When it first began, the Franklin Center served as sort of a news incubator, giving money and training to independent news organizations across the country, many staffed by veteran reporters with longstanding ties to the states they were covering. (The sites varied in quality.) Now—according to the Franklin Center’s vice president of journalism, Steven Greenhut—the Center is consolidating those independent sites into one main site, Watchdog.org, that contains all of the Center’s statehouse reporting. The Center also runs a citizen journalism platform called Watchdog Wire, and publishes some content on its own site, FranklinCenterHQ.org.
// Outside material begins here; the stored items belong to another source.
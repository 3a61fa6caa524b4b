//! Post and comment form inputs with their validation rules.

use time::format_description::FormatItem;
use time::macros::format_description;
use uuid::Uuid;

pub const HUMAN_DATE_FORMAT: &[FormatItem<'static>] =
    format_description!("[month repr:long] [day padding:none], [year]");

/// Field-level validation failure, rendered inline next to the form field.
#[derive(Debug, Clone, PartialEq, Eq)]
pub struct FieldError {
    pub field: &'static str,
    pub message: &'static str,
}

/// Submitted post form, before validation.
#[derive(Debug, Clone, Default)]
pub struct PostInput {
    pub text: String,
    pub group_id: Option<Uuid>,
    pub image_path: Option<String>,
}

impl PostInput {
    /// Validate the submission. Text is required and must not be blank
    /// after trimming; the trimmed text is what gets persisted.
    pub fn validate(&self) -> Result<ValidPostInput, Vec<FieldError>> {
        let text = self.text.trim();
        if text.is_empty() {
            return Err(vec![FieldError {
                field: "text",
                message: "Post text is required",
            }]);
        }

        Ok(ValidPostInput {
            text: text.to_string(),
            group_id: self.group_id,
            image_path: normalize_optional(self.image_path.as_deref()),
        })
    }
}

/// A post submission that passed validation.
#[derive(Debug, Clone)]
pub struct ValidPostInput {
    pub text: String,
    pub group_id: Option<Uuid>,
    pub image_path: Option<String>,
}

/// Submitted comment form, before validation.
#[derive(Debug, Clone, Default)]
pub struct CommentInput {
    pub text: String,
}

impl CommentInput {
    pub fn validate(&self) -> Result<ValidCommentInput, Vec<FieldError>> {
        let text = self.text.trim();
        if text.is_empty() {
            return Err(vec![FieldError {
                field: "text",
                message: "Comment text is required",
            }]);
        }

        Ok(ValidCommentInput {
            text: text.to_string(),
        })
    }
}

#[derive(Debug, Clone)]
pub struct ValidCommentInput {
    pub text: String,
}

fn normalize_optional(value: Option<&str>) -> Option<String> {
    value
        .map(str::trim)
        .filter(|v| !v.is_empty())
        .map(str::to_string)
}

#[cfg(test)]
mod tests {
    use super::*;

    #[test]
    fn post_text_is_trimmed_before_persisting() {
        let input = PostInput {
            text: "  hello piazza  ".to_string(),
            ..Default::default()
        };
        let valid = input.validate().expect("valid input");
        assert_eq!(valid.text, "hello piazza");
    }

    #[test]
    fn blank_post_text_is_rejected() {
        let input = PostInput {
            text: "   \n\t".to_string(),
            ..Default::default()
        };
        let errors = input.validate().expect_err("blank text rejected");
        assert_eq!(errors.len(), 1);
        assert_eq!(errors[0].field, "text");
    }

    #[test]
    fn empty_image_path_normalizes_to_none() {
        let input = PostInput {
            text: "post with no image".to_string(),
            image_path: Some("   ".to_string()),
            ..Default::default()
        };
        let valid = input.validate().expect("valid input");
        assert!(valid.image_path.is_none());
    }

    #[test]
    fn blank_comment_text_is_rejected() {
        let input = CommentInput {
            text: String::new(),
        };
        assert!(input.validate().is_err());
    }
}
The sites report from an obviously conservative standpoint, about which the editors do not apologize. (Though the Franklin Center’s website claims that its sites are nonpartisan, this seems only nominally true.) “We try to set the agenda. That’s what a good newspaper does and what a good website does,” said the Center’s Greenhut, a former O.C. Register columnist, during a panel discussion in Tampa the week of the Republican National Convention. “We have a point of view. Big deal.”
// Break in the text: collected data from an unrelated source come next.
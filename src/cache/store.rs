//! Keyed TTL storage for rendered responses.

use std::sync::RwLock;
use std::time::{Duration, Instant};

use bytes::Bytes;
use lru::LruCache;
use metrics::counter;

use super::CacheConfig;
use super::lock::rw_write;

const SOURCE: &str = "cache::store";

/// Cache key: request path plus the full query string, so every page
/// number gets its own entry.
#[derive(Debug, Clone, PartialEq, Eq, Hash)]
pub struct CacheKey {
    pub path: String,
    pub query: String,
}

impl CacheKey {
    pub fn new(path: impl Into<String>, query: impl Into<String>) -> Self {
        Self {
            path: path.into(),
            query: query.into(),
        }
    }
}

/// A rendered HTTP response held verbatim. Hits replay the exact bytes
/// that were first rendered.
#[derive(Clone)]
pub struct CachedResponse {
    pub status: u16,
    pub headers: Vec<(String, String)>,
    pub body: Bytes,
}

struct Entry {
    response: CachedResponse,
    stored_at: Instant,
}

/// Process-wide response cache with per-entry TTL expiry, LRU capacity
/// bounding, and a manual flush.
pub struct ResponseCache {
    entries: RwLock<LruCache<CacheKey, Entry>>,
    ttl: Duration,
}

impl ResponseCache {
    pub fn new(config: &CacheConfig) -> Self {
        Self {
            entries: RwLock::new(LruCache::new(config.capacity_non_zero())),
            ttl: config.ttl,
        }
    }

    pub fn ttl(&self) -> Duration {
        self.ttl
    }

    /// Fetch a live entry. An expired entry is dropped on access so the
    /// caller recomputes and re-caches.
    pub fn get(&self, key: &CacheKey) -> Option<CachedResponse> {
        let mut entries = rw_write(&self.entries, SOURCE, "get");
        match entries.get(key) {
            Some(entry) if entry.stored_at.elapsed() < self.ttl => {
                counter!("piazza_cache_hit_total").increment(1);
                Some(entry.response.clone())
            }
            Some(_) => {
                entries.pop(key);
                counter!("piazza_cache_miss_total").increment(1);
                None
            }
            None => {
                counter!("piazza_cache_miss_total").increment(1);
                None
            }
        }
    }

    /// Store a response. Concurrent writers racing on the same key are
    /// last-write-wins.
    pub fn set(&self, key: CacheKey, response: CachedResponse) {
        let evicted = rw_write(&self.entries, SOURCE, "set").push(
            key,
            Entry {
                response,
                stored_at: Instant::now(),
            },
        );
        if evicted.is_some() {
            counter!("piazza_cache_evict_total").increment(1);
        }
    }

    /// Drop every entry. The next request for any key recomputes.
    pub fn flush(&self) {
        rw_write(&self.entries, SOURCE, "flush").clear();
        counter!("piazza_cache_flush_total").increment(1);
    }

    pub fn len(&self) -> usize {
        rw_write(&self.entries, SOURCE, "len").len()
    }

    pub fn is_empty(&self) -> bool {
        self.len() == 0
    }

    #[cfg(test)]
    fn backdate(&self, key: &CacheKey, age: Duration) {
        let mut entries = rw_write(&self.entries, SOURCE, "backdate");
        if let Some(entry) = entries.get_mut(key) {
            entry.stored_at = Instant::now() - age;
        }
    }
}

#[cfg(test)]
mod tests {
    use std::panic::{AssertUnwindSafe, catch_unwind};

    use super::*;

    fn sample_response(body: &str) -> CachedResponse {
        CachedResponse {
            status: 200,
            headers: vec![("content-type".to_string(), "text/html".to_string())],
            body: Bytes::copy_from_slice(body.as_bytes()),
        }
    }

    fn store() -> ResponseCache {
        ResponseCache::new(&CacheConfig::default())
    }

    #[test]
    fn roundtrip_within_ttl_returns_identical_bytes() {
        let cache = store();
        let key = CacheKey::new("/", "page=2");

        assert!(cache.get(&key).is_none());

        cache.set(key.clone(), sample_response("<html>feed</html>"));

        let hit = cache.get(&key).expect("cached response");
        assert_eq!(hit.status, 200);
        assert_eq!(hit.body, Bytes::from("<html>feed</html>"));
    }

    #[test]
    fn distinct_query_strings_get_distinct_entries() {
        let cache = store();
        cache.set(CacheKey::new("/", ""), sample_response("page one"));
        cache.set(CacheKey::new("/", "page=2"), sample_response("page two"));

        let first = cache.get(&CacheKey::new("/", "")).expect("first page");
        let second = cache.get(&CacheKey::new("/", "page=2")).expect("second page");
        assert_ne!(first.body, second.body);
    }

    #[test]
    fn expired_entry_is_dropped_on_access() {
        let cache = store();
        let key = CacheKey::new("/", "");
        cache.set(key.clone(), sample_response("stale"));

        cache.backdate(&key, Duration::from_secs(21));

        assert!(cache.get(&key).is_none());
        assert!(cache.is_empty());
    }

    #[test]
    fn entry_just_under_ttl_still_serves() {
        let cache = store();
        let key = CacheKey::new("/", "");
        cache.set(key.clone(), sample_response("fresh"));

        cache.backdate(&key, Duration::from_secs(19));

        assert!(cache.get(&key).is_some());
    }

    #[test]
    fn flush_clears_all_entries() {
        let cache = store();
        cache.set(CacheKey::new("/", ""), sample_response("one"));
        cache.set(CacheKey::new("/", "page=2"), sample_response("two"));
        assert_eq!(cache.len(), 2);

        cache.flush();

        assert!(cache.is_empty());
        assert!(cache.get(&CacheKey::new("/", "")).is_none());
    }

    #[test]
    fn capacity_bound_evicts_least_recently_used() {
        let cache = ResponseCache::new(&CacheConfig {
            capacity: 2,
            ..Default::default()
        });

        cache.set(CacheKey::new("/", "page=1"), sample_response("one"));
        cache.set(CacheKey::new("/", "page=2"), sample_response("two"));
        cache.set(CacheKey::new("/", "page=3"), sample_response("three"));

        assert!(cache.get(&CacheKey::new("/", "page=1")).is_none());
        assert!(cache.get(&CacheKey::new("/", "page=3")).is_some());
    }

    #[test]
    fn recovers_from_poisoned_lock() {
        let cache = store();

        let _ = catch_unwind(AssertUnwindSafe(|| {
            let _guard = cache.entries.write().expect("lock acquired");
            panic!("poison entries lock");
        }));

        cache.set(CacheKey::new("/", ""), sample_response("after panic"));
        assert!(cache.get(&CacheKey::new("/", "")).is_some());
    }
}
[...] But does their ideology delegitimize their reporting? The Franklin Center stories that I read appear factually accurate, if occasionally odd in emphasis. For instance, it doesn’t seem particularly interesting to me that during the DNC there were people stationed at the trash cans at the Time Warner Cable Arena forcing people to recycle (“call it a miniature nanny state,” wrote Franklin Center’s Dustin Hurst). But there are lots of stories coming out of the convention that don’t interest me. The trash can thing happened, and I guess someone might consider it news.

“There’s a lack of transparency over the whole issue of bias,” said Greenhut during the Franklin Center’s panel in Tampa, scoffing at the way journalists convince themselves that they are completely fair arbiters of the truth. “If you don’t think you have a point of view, then I think you’re more likely to be biased.” The question lurking beneath his argument: is having a conservative bias so much different from having a soft liberal bias, or an establishment bias, or any other bias of the sort that colors so much political coverage?

The worry with sites like these is that a casual online reader, or a reader of one of the local and regional newspapers that run Franklin Center statehouse reporting, might not be aware of the Franklin Center and its agenda or “point of view,” as Greenhut put it. Think Progress, funded by the left-leaning Center for American Progress, is a site that’s somewhat analogous to the Franklin Center. Its “About” section notes that the blog exists to “provide a forum that advances progressive ideas and policies.” The Watchdog.org site, however, makes no mention of the site’s conservative leanings, instead characterizing itself as “a collection of independent journalists covering state-specific and local government activity.”

There’s not necessarily anything nefarious about this. But it’s confusing in a way that Think Progress is not. And while this sort of explanatory language is technically accurate, it also comes across as somewhat evasive. The sites aren’t particularly open about their funding sources, either. Whereas other nonprofit news sites—like CJR, for example—list their major donors, the Franklin Center does not disclose its funders. They say they do this so that editors and reporters won’t feel unduly influenced, or unduly pressured, and will feel free to write the stories they want to write, but this is unconvincing. The point of disclosing donors is to reassure readers, not to free writers from vague editorial pressures which can be exerted a thousand different ways, anyway.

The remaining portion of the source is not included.